--- SOURCE MATERIAL ---
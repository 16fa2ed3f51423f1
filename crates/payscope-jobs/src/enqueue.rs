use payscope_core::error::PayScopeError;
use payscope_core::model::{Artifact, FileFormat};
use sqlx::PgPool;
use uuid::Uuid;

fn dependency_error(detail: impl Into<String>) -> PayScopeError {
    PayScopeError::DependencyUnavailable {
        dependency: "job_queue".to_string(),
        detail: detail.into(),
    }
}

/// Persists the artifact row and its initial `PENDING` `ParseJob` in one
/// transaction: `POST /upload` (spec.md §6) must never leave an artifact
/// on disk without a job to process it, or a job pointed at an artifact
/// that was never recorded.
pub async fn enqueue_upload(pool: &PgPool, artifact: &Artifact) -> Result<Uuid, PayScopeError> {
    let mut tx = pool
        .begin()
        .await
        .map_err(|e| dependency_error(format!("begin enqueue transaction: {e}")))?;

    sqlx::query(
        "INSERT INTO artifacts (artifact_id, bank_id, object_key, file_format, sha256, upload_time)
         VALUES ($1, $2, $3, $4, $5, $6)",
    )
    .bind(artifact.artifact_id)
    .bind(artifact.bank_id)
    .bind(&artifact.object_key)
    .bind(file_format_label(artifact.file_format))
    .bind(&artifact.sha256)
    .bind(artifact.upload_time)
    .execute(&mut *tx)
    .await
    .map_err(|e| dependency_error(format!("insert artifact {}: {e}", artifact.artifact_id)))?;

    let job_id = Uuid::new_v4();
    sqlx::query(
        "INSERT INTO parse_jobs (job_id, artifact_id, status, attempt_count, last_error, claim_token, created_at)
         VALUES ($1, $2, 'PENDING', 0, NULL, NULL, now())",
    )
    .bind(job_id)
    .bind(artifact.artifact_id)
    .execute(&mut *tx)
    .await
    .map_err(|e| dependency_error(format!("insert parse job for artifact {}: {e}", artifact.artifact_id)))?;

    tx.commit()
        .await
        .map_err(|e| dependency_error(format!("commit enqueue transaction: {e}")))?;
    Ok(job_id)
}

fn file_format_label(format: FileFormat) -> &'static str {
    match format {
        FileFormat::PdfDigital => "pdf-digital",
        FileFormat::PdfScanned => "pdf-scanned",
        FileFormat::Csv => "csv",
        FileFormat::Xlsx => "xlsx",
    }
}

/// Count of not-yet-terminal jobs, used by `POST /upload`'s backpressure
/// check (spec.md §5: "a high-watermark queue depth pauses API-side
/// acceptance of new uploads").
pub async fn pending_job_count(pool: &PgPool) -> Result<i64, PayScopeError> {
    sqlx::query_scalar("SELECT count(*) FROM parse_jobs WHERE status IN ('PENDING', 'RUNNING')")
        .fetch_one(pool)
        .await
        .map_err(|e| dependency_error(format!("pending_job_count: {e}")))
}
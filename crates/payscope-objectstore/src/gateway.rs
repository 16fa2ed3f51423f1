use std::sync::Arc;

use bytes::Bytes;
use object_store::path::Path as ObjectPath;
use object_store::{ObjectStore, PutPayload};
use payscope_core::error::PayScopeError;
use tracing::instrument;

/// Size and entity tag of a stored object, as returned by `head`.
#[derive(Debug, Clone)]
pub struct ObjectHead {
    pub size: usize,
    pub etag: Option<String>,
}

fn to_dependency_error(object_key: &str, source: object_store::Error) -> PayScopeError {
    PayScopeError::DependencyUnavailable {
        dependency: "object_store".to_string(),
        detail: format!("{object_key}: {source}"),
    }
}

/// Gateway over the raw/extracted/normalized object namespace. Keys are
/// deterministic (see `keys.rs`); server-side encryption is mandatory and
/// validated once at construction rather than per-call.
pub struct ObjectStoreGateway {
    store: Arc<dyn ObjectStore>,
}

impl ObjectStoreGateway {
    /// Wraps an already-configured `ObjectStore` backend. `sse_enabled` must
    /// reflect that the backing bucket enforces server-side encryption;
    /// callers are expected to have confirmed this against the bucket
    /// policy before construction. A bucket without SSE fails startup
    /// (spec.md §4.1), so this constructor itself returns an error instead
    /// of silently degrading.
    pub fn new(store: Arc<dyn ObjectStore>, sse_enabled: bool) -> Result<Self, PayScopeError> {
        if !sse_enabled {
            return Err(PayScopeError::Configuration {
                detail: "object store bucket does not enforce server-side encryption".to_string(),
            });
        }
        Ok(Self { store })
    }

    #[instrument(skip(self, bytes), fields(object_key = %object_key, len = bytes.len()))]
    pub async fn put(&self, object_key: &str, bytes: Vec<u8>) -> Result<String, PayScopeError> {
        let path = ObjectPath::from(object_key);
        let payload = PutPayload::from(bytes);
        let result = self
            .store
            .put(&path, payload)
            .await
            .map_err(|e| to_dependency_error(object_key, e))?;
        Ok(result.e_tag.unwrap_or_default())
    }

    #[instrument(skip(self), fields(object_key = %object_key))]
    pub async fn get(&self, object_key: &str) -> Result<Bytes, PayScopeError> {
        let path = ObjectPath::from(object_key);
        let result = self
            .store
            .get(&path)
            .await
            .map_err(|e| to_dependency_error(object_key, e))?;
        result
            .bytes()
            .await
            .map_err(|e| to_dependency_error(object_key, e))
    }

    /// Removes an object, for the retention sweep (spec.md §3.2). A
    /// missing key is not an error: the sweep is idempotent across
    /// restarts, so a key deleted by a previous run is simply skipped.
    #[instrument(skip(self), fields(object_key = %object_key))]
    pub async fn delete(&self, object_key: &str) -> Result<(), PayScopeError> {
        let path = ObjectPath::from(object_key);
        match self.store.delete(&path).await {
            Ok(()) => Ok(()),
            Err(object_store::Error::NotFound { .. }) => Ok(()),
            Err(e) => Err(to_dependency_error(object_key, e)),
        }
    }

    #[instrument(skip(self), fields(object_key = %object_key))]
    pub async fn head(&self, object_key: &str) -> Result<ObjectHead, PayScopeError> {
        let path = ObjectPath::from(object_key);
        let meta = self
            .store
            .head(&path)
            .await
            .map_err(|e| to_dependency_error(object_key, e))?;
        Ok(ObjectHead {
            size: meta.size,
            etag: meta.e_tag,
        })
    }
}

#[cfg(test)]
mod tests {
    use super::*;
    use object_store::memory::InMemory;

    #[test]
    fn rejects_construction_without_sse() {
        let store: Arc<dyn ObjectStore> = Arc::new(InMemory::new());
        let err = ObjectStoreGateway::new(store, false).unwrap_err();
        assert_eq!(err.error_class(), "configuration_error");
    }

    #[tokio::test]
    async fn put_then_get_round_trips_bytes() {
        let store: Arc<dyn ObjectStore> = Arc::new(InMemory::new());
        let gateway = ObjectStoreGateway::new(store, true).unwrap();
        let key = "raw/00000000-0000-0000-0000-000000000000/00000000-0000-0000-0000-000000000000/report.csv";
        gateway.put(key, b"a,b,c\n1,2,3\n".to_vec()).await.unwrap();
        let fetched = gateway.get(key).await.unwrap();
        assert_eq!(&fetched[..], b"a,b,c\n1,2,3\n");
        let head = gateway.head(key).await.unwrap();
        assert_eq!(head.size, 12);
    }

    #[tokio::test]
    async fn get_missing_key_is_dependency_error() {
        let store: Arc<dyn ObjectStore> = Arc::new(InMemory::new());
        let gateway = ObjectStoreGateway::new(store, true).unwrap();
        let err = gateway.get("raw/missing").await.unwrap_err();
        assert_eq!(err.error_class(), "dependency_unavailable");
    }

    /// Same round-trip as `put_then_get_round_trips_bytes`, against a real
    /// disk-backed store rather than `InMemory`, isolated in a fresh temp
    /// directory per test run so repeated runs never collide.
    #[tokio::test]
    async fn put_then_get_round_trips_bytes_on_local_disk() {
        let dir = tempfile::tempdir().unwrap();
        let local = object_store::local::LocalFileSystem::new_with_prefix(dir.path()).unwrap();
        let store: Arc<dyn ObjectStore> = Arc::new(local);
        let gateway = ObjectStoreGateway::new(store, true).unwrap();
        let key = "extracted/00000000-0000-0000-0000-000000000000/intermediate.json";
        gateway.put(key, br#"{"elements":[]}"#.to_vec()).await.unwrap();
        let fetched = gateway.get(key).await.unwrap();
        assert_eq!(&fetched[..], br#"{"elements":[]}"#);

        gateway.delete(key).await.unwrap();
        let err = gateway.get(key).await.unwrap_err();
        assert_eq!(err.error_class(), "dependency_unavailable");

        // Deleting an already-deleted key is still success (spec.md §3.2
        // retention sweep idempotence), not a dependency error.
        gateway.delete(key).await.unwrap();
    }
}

--- PROMPT ---
Which lines in the records above include the word "Uuid"? Copy them out.

--- SOLUTION ---
use uuid::Uuid;
pub async fn enqueue_upload(pool: &PgPool, artifact: &Artifact) -> Result<Uuid, PayScopeError> {
    let job_id = Uuid::new_v4();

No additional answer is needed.